A iniciativa amplia um mecanismo já existente da companhia. No programa anterior, os clientes podiam adquirir uma participação proporcional na produção de recursos renováveis contratados por meio do processo competitivo da empresa, enquanto a concessionária fazia a aposentadoria dos certificados de energia renovável em nome do consumidor.
Qual é o objetivo da medida?
A proposta surge em um contexto de crescimento da carga elétrica associada a grandes consumidores comerciais e industriais. Embora o pipeline de grandes clientes da Georgia Power tenha diminuído desde o início de 2025, a empresa informou aos reguladores, em novembro, que ainda vê mais de 50 GW de nova carga comercial e industrial entrando em operação nos próximos anos.
Em fevereiro, a controladora da Georgia Power elevou seu plano de investimentos de cinco anos de US$ 76 bilhões para US$ 81 bilhões, com foco em sustentar o crescimento na Geórgia, Alabama e Mississippi. No mesmo mês, o Departamento de Energia dos Estados Unidos e a Southern Co. concluíram um pacote de financiamento de US$ 26,5 bilhões, descrito como o maior empréstimo da história do órgão, para apoiar quase 6 GW de nova capacidade a gás ou modernizada, além de transmissão, reforços na rede e outros ativos.
Que impacto isso pode ter sobre a expansão energética?
A aprovação do programa reforça uma tendência entre formuladores de políticas públicas e reguladores de exigir maior participação financeira das empresas por trás de novos data centers e instalações industriais nos custos de geração e transmissão necessários para atender essa expansão. Na Geórgia, a lógica do novo modelo é justamente fazer com que grandes clientes financiem seus próprios recursos energéticos.

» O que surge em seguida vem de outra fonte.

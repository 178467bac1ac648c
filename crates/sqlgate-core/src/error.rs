//! Error taxonomy for the gateway.
//!
//! Each variant maps to exactly one response class at the transport boundary.
//! Nothing here knows about status codes.

use crate::RejectReason;
use thiserror::Error;

/// Errors produced by validation, execution and introspection.
#[derive(Debug, Error)]
pub enum GatewayError {
    /// The query failed the allow-list. Never reaches the database.
    #[error("query rejected: {0}")]
    ValidationRejected(RejectReason),

    /// The engine refused or failed a validated query. `message` is the
    /// engine's own text.
    #[error("{message}")]
    ExecutionFailed { message: String },

    /// The catalog could not be read.
    #[error("{message}")]
    SchemaUnavailable { message: String },
}

impl GatewayError {
    pub fn execution(message: impl Into<String>) -> Self {
        Self::ExecutionFailed {
            message: message.into(),
        }
    }

    pub fn schema_unavailable(message: impl Into<String>) -> Self {
        Self::SchemaUnavailable {
            message: message.into(),
        }
    }

    /// Whether the caller can fix this by changing the query text.
    pub fn is_client_error(&self) -> bool {
        matches!(self, GatewayError::ValidationRejected(_))
    }
}
//! `sqlgate serve` - run the HTTP server.

use sqlgate_adapter_pg::PostgresBackend;
use sqlgate_core::GatewayConfig;
use sqlgate_server::{AppState, GatewayServer};
use std::process::ExitCode;
use std::sync::Arc;

pub async fn run(mut config: GatewayConfig, listen: Option<String>) -> anyhow::Result<ExitCode> {
    if let Some(addr) = listen {
        config.server.listen_addr = addr;
    }

    // Lazy: the server comes up even if the database is not reachable yet;
    // requests report the connection error until it is.
    let backend = Arc::new(PostgresBackend::connect_lazy(&config.upstream)?);
    let state = AppState::new(backend.clone());

    GatewayServer::new(config.server, state).run().await?;
    backend.close().await;

    Ok(ExitCode::SUCCESS)
}
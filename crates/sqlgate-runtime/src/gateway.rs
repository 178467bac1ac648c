//! The query gateway: validate, then execute.

use crate::adapter::DatabaseBackend;
use sqlgate_core::{GatewayError, QueryRequest, ResultSet, Verdict};
use sqlgate_policy::QueryValidator;
use std::sync::Arc;

/// Gate for ad-hoc read queries.
///
/// Validation and execution are one step: there is no public way to execute
/// text that has not just passed [`QueryGateway::validate`]. One request is
/// one attempt; nothing is retried.
#[derive(Clone)]
pub struct QueryGateway {
    backend: Arc<dyn DatabaseBackend>,
    validator: QueryValidator,
}

impl QueryGateway {
    pub fn new(backend: Arc<dyn DatabaseBackend>) -> Self {
        Self {
            backend,
            validator: QueryValidator::new(),
        }
    }

    /// Pure policy check. Never touches the database.
    pub fn validate(&self, query: &str) -> Verdict {
        self.validator.validate(query)
    }

    /// Validate the request and, if accepted, execute it.
    pub async fn run(&self, request: &QueryRequest) -> Result<ResultSet, GatewayError> {
        let verdict = self.validate(&request.query);
        if let Some(reason) = &verdict.reason {
            tracing::info!(reason = %reason, "query rejected");
        }
        verdict.into_result()?;

        tracing::debug!(query = %request.query, "executing query");
        self.execute(&request.query).await
    }

    async fn execute(&self, query: &str) -> Result<ResultSet, GatewayError> {
        match self.backend.execute(query).await {
            Ok(rows) => {
                tracing::debug!(rows = rows.len(), "query succeeded");
                Ok(rows)
            }
            Err(e) => {
                tracing::warn!(error = %e, "query failed");
                Err(e)
            }
        }
    }
}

O plano também se conecta ao portfólio energético mais amplo da Georgia Power. O mais recente plano integrado de recursos da companhia, aprovado em julho, estende até 2038 a vida útil de duas usinas a carvão com cerca de 4 GW de capacidade combinada, que antes estavam previstas para fechamento em 2028 e 2035. Esse mesmo plano também autoriza a contratação de até 4 GW de fontes renováveis e mais de 1,5 GW de armazenamento em baterias.

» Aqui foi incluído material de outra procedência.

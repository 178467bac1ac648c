//! Schema description types.

use serde::{Deserialize, Serialize};
use std::collections::BTreeMap;

/// A single column as the engine's catalog reports it.
#[derive(Debug, Clone, PartialEq, Eq, Serialize, Deserialize)]
pub struct ColumnDescriptor {
    pub name: String,
    /// Engine-native declared type, e.g. `character varying(40)`. Not normalized.
    #[serde(rename = "type")]
    pub data_type: String,
    pub nullable: bool,
}

/// Table name to ordered columns. Serializes as a plain JSON object.
#[derive(Debug, Clone, Default, PartialEq, Eq, Serialize, Deserialize)]
#[serde(transparent)]
pub struct SchemaDescription {
    tables: BTreeMap<String, Vec<ColumnDescriptor>>,
}

impl SchemaDescription {
    pub fn new() -> Self {
        Self::default()
    }

    /// Register a table with no columns yet. Existing entries are kept.
    pub fn add_table(&mut self, table: impl Into<String>) -> &mut Vec<ColumnDescriptor> {
        self.tables.entry(table.into()).or_default()
    }

    /// Append a column to a table, creating the table if needed.
    pub fn push_column(&mut self, table: impl Into<String>, column: ColumnDescriptor) {
        self.add_table(table).push(column);
    }

    pub fn columns(&self, table: &str) -> Option<&[ColumnDescriptor]> {
        self.tables.get(table).map(Vec::as_slice)
    }

    pub fn table_names(&self) -> impl Iterator<Item = &str> {
        self.tables.keys().map(String::as_str)
    }

    pub fn len(&self) -> usize {
        self.tables.len()
    }

    pub fn is_empty(&self) -> bool {
        self.tables.is_empty()
    }
}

O que disseram as entidades envolvidas?
A vice-presidente de política da Clean Energy Buyers Association, Nidhi Thakar, afirmou em comunicado que o programa pode servir de referência para expansão em outras regiões dos Estados Unidos.

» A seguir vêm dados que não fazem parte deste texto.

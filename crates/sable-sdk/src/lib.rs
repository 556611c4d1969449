//! Sable SDK - Lightweight SDK for writing native extensions
//!
//! This crate provides the minimal types needed to expose host objects
//! into a Sable VM without depending on the full sable-engine:
//!
//! - [`NativeValue`]: the opaque tagged value handle crossing the native
//!   boundary
//! - [`HostData`]: an opaque host pointer carried through the binding
//!   layer unchanged
//! - [`ExternDecl`] / [`ExternKind`]: the declaration tree a host hands
//!   to the engine's prototype registrar
//! - Accessor and method callback signatures ([`ExternGetFn`],
//!   [`NativeMethodFn`], ...)
//!
//! # Example
//!
//! ```ignore
//! use sable_sdk::{ExternDecl, HostData, NativeCallResult, NativeValue};
//!
//! fn log(args: &[NativeValue]) -> NativeCallResult {
//!     // args[0] is the receiver external value
//!     NativeCallResult::null()
//! }
//!
//! let console = ExternDecl::object("console")
//!     .with_properties(vec![ExternDecl::method("log", log)]);
//! ```

#![warn(missing_docs)]
#![warn(rust_2018_idioms)]

mod decl;
mod error;
mod handler;
mod value;

pub use decl::{ExternDecl, ExternKind};
pub use error::NativeError;
pub use handler::{
    ExternFindFn, ExternForeachFn, ExternGetFn, ExternNextFn, ExternSetFn, NativeCallResult,
    NativeMethodFn,
};
pub use value::{HostData, NativeValue};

“the first of many that can scale nationally to bring new energy resources to the system more quickly”
Ela também declarou que a associação vê uma oportunidade de parceria com concessionárias para que seus membros participem da resposta ao aumento da demanda, ao mesmo tempo em que agregam novos recursos limpos ao sistema e apoiam investimentos considerados críticos para a rede elétrica.
“We see this fantastic opportunity for utility partnership to better devise programs where our members want to be part of the solution for meeting surging demand … by bringing clean resources to the system while supporting critical infrastructure investments needed in our grid”
Já Priya Barua, diretora de parcerias com concessionárias e inovação da entidade, disse que o novo programa dá aos grandes clientes uma forma de alinhar melhor seu consumo com recursos de energia limpa financiados por eles próprios.
“This new program gives large customers the opportunity to better match their loads with large-scale, customer-funded clean energy resources, ensuring companies with high energy demands can contribute meaningfully to the broader electricity system”
Entre os principais pontos do modelo aprovado, estão:
- limite de até 3 GW de recursos identificados por clientes até 2035;
- possibilidade de projetos em outros estados, desde que haja entrega de energia à Georgia Power por interconexão aprovada;
- participação voltada a grandes consumidores de energia;
- integração com a segunda rodada do programa Clean and Renewable Energy Subscription.